As an international airport operating 24/7, servicing more than 5 million international and 17 million domestic passengers each year, it was essential the terminal remain functional throughout the construction period with little disruption to travellers. The project was rolled out in stages with considerable planning and communication with all stakeholders ahead of each stage.
Visibility or access to retail stores or food and beverage tenancies was not blocked and additional signage provided easy passage around the airport with information display boards detailing the new improvements during construction. Consequently, all current retail and dining services continued to operate during normal trading hours while the renovations took place, while new retail, dining, relaxation and play areas were steadily introduced during the works.
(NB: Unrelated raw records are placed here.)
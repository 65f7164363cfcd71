pub mod catalog;
pub mod config;
pub mod contract;
pub mod discovery;
pub mod dispatch;
pub mod ini;
pub mod launcher;
pub mod logging;
pub mod matcher;
pub mod model;
pub mod notifier;
pub mod preferences;
pub mod profiles;
pub mod router_service;
pub mod rule_store;
pub mod runtime;
pub mod transport;

#[cfg(test)]
mod tests {
    mod dispatch_latency_test {
        include!(concat!(
            env!("CARGO_MANIFEST_DIR"),
            "/../../tests/perf/dispatch_latency_test.rs"
        ));
    }
}
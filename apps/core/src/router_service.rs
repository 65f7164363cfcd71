use std::sync::{Arc, Mutex};

use crate::catalog::DestinationCatalog;
use crate::config::{validate, Config};
use crate::contract::{DecisionResponse, DestinationDto, RecentRouteDto, RouterRequest, RouterResponse};
use crate::discovery::{DesktopEntrySource, DestinationSource, DiscoveryError, SourceScan};
use crate::dispatch::{route_with_last_resort, Decision};
use crate::launcher::{Launcher, ProcessLauncher};
use crate::matcher::{pattern_error, TargetUrl};
use crate::model::{RecentRoute, Rule};
use crate::notifier::{LogNotifier, NotificationHints, Notifier, RouteEvent};
use crate::preferences::StoreError;
use crate::profiles::ProfileLocator;
use crate::rule_store::RoutingStore;

#[derive(Debug, thiserror::Error)]
pub enum ServiceError {
    #[error("config error: {0}")]
    Config(String),
    #[error("store error: {0}")]
    Store(#[from] StoreError),
    #[error("discovery error: {0}")]
    Discovery(#[from] DiscoveryError),
    #[error("invalid rule: {0}")]
    InvalidRule(String),
}

/// Serialized access for URL events, catalog refreshes and rule edits.
pub type SharedRouter = Arc<Mutex<RouterService>>;

/// Owns the routing store, destination catalog and the launch/notify
/// collaborators. Dispatch reads store and catalog without mutating either.
pub struct RouterService {
    config: Config,
    store: RoutingStore,
    catalog: DestinationCatalog,
    launcher: Box<dyn Launcher>,
    notifier: Box<dyn Notifier>,
}

impl RouterService {
    /// Opens the store from `config.store_db_path` and scans desktop entries.
    pub fn new(config: Config) -> Result<Self, ServiceError> {
        validate(&config).map_err(ServiceError::Config)?;
        let store = RoutingStore::open_file(&config.store_db_path)?;
        let source = DesktopEntrySource::new(
            config.application_dirs.clone(),
            config.mimeapps_paths.clone(),
            &config.reference_scheme,
        );
        let mut service = Self::with_parts(config, store, Box::new(source))?;
        service.refresh_catalog()?;
        Ok(service)
    }

    /// Builds a service around an existing store and source; the catalog
    /// starts empty until `refresh_catalog` runs.
    pub fn with_parts(
        config: Config,
        store: RoutingStore,
        source: Box<dyn DestinationSource>,
    ) -> Result<Self, ServiceError> {
        validate(&config).map_err(ServiceError::Config)?;
        let catalog = DestinationCatalog::new(
            source,
            ProfileLocator::new(config.profile_home.clone()),
            &config.self_destination_id,
        );
        Ok(Self {
            config,
            store,
            catalog,
            launcher: Box::new(ProcessLauncher),
            notifier: Box::new(LogNotifier),
        })
    }

    pub fn with_launcher(mut self, launcher: Box<dyn Launcher>) -> Self {
        self.launcher = launcher;
        self
    }

    pub fn with_notifier(mut self, notifier: Box<dyn Notifier>) -> Self {
        self.notifier = notifier;
        self
    }

    pub fn into_shared(self) -> SharedRouter {
        Arc::new(Mutex::new(self))
    }

    pub fn config(&self) -> &Config {
        &self.config
    }

    pub fn store(&self) -> &RoutingStore {
        &self.store
    }

    pub fn store_mut(&mut self) -> &mut RoutingStore {
        &mut self.store
    }

    pub fn catalog(&self) -> &DestinationCatalog {
        &self.catalog
    }

    pub fn refresh_catalog(&mut self) -> Result<usize, ServiceError> {
        Ok(self.catalog.refresh()?)
    }

    pub fn apply_scan(&mut self, scan: SourceScan) -> usize {
        self.catalog.replace(scan)
    }

    /// Decision only; nothing is launched or recorded.
    pub fn decide(&self, url: &str) -> Decision {
        route_with_last_resort(
            url,
            self.store.state(),
            &self.catalog,
            &self.config.last_resort_destination_id,
        )
    }

    /// Routes `url`, hands it to the launcher, then records and announces the
    /// route. Launch failures are logged and do not change the decision.
    pub fn handle_url(&mut self, url: &str) -> Decision {
        let decision = self.decide(url);
        let Some(destination) = decision.destination() else {
            tracing::warn!(url, "no destination for url");
            return decision;
        };

        if let Err(error) = self.launcher.launch(destination, url, decision.profile()) {
            tracing::error!(destination = %destination.id, %error, "launch failed");
        }

        let settings = self.store.state().notification_settings.clone();
        if settings.track_recent {
            let route = RecentRoute::new(url, &destination.name);
            if let Err(error) = self.store.record_recent_route(route) {
                tracing::warn!(%error, "failed to record recent route");
            }
        }

        let event = RouteEvent {
            url: url.to_string(),
            host: TargetUrl::parse(url)
                .ok()
                .and_then(|target| target.host().map(str::to_string)),
            destination_id: destination.id.clone(),
            destination_name: destination.name.clone(),
            badge_letter: self.catalog.badge_letter(&destination.id),
        };
        self.notifier
            .notify(&event, &NotificationHints::from_settings(&settings));

        decision
    }

    /// Checks a rule against the current catalog before it is stored.
    pub fn validate_rule(&self, rule: &Rule) -> Result<(), ServiceError> {
        if rule.pattern.trim().is_empty() {
            return Err(ServiceError::InvalidRule("pattern is required".into()));
        }
        if rule.destination_id.trim().is_empty() {
            return Err(ServiceError::InvalidRule("destination is required".into()));
        }
        if let (Some(profile_id), Some(destination)) = (
            rule.profile_id.as_deref(),
            self.catalog.destination(&rule.destination_id),
        ) {
            if destination.profile(profile_id).is_none() {
                return Err(ServiceError::InvalidRule(format!(
                    "profile '{profile_id}' does not belong to {}",
                    destination.id
                )));
            }
        }
        if let Some(error) = pattern_error(rule) {
            tracing::warn!(pattern = %rule.pattern, %error, "rule pattern will never match");
        }
        Ok(())
    }

    pub fn add_rule(&mut self, rule: Rule) -> Result<Rule, ServiceError> {
        self.validate_rule(&rule)?;
        Ok(self.store.add(rule)?)
    }

    pub fn update_rule(&mut self, rule: Rule) -> Result<(), ServiceError> {
        self.validate_rule(&rule)?;
        Ok(self.store.update(rule)?)
    }

    pub fn handle_command(&mut self, request: RouterRequest) -> Result<RouterResponse, ServiceError> {
        let response = match request {
            RouterRequest::Route(req) => RouterResponse::Decision(self.handle_url(&req.url).into()),
            RouterRequest::Test(req) => RouterResponse::Decision(DecisionResponse::from(self.decide(&req.url))),
            RouterRequest::ListRules => RouterResponse::Rules(self.store.rules().to_vec()),
            RouterRequest::AddRule(rule) => RouterResponse::Rule(self.add_rule(rule)?),
            RouterRequest::UpdateRule(rule) => {
                let id = rule.id.clone();
                self.update_rule(rule)?;
                match self.store.rule(&id) {
                    Some(rule) => RouterResponse::Rule(rule.clone()),
                    None => RouterResponse::Done,
                }
            }
            RouterRequest::DeleteRule(req) => RouterResponse::Rule(self.store.delete(&req.id)?),
            RouterRequest::MoveRules(req) => {
                self.store.move_rules(&req.ids, req.to_position)?;
                RouterResponse::Rules(self.store.rules().to_vec())
            }
            RouterRequest::ToggleRouting => RouterResponse::Routing {
                enabled: self.store.toggle_enabled()?,
            },
            RouterRequest::SetFallback(req) => {
                self.store.set_fallback(req.destination_id.as_deref())?;
                RouterResponse::Done
            }
            RouterRequest::ListDestinations => {
                let default_id = self.catalog.default_id();
                RouterResponse::Destinations(
                    self.catalog
                        .destinations()
                        .iter()
                        .map(|d| DestinationDto::new(d, default_id))
                        .collect(),
                )
            }
            RouterRequest::RecentRoutes => RouterResponse::RecentRoutes(
                self.store
                    .state()
                    .recent_routes
                    .iter()
                    .map(RecentRouteDto::from)
                    .collect(),
            ),
            RouterRequest::ClearRecent => {
                self.store.clear_recent_routes()?;
                RouterResponse::Done
            }
        };
        Ok(response)
    }
}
Great effort was taken to make sure the terminal did not look like a construction site (even during the G20 Summit in November 2014 when many world dignitaries came through the terminal). Work took place during the quiet times of the day, with major construction scheduled late at night and early in the morning. Nevertheless construction posed many challenges including keeping noise, vibrations and dust to a minimum (for example, special noise buffer rooms were built for certain tasks such as cutting tiles), security processes had to be maintained, requiring all building materials and tools to be individually scanned (or signed in and out) before being taken into the secure zone, hundreds of contracted staff working on the project needed special clearance and ID to work in the sterile area, yet there was no impact to passenger check-in, screening and security processes.
The Brisbane Airport International Terminal redevelopment set out to provide a unique, world-class experience for passengers and airlines to leverage the city’s ability to attract international carriers, visitors and world class events in the future. Since the project’s completion, is has been recognised with the Queensland Property Council’s Award for Excellence in Design, new airlines have launched direct routes from Brisbane to the world and several airlines have increased flight services and upgraded passenger lounges.
The redevelopment has been done in such a way that it will retain its relevance and beauty for many years to come and the layout for dwell areas, retail and food and beverage zones provides enough capacity to cater for passenger numbers now and well into the future.
It has so successfully established an unmistakable sense of place that captures the essence of Brisbane and Queensland that the vision is being extended to the Domestic Terminal. Already the commercial team at Brisbane Airport is drawing closely on feedback from the International Terminal to fine tune its design guidelines for the next phase of its redevelopment.
Andrew Brodie is General Manager – Airline and Retail Management Group at Brisbane Airport Corporation.
He joined Brisbane Airport Corporation (BAC) in January 2011 and leads the main commercial revenue earning business unites of the airports. Andrew’s teams include the Aviation Business Development Group, Retail and Commercial Management Group and Advertising. In 2015, Andrew’s team were responsible for AU$355 million of revenue and completed a major redevelopment of the International Terminal. Andrew has over 20 years’ experience in commercial management, having spent 15 years with GPT/Lend Lease and AMP in senior executive portfolio management roles responsible for the management and leasing of many leading Australian shopping centres. He also held the position of GPT’s Retail Capital Transaction Manager responsible for acquisition and disposal of retail assets both into and out of the GPT Core and Wholesale Funds.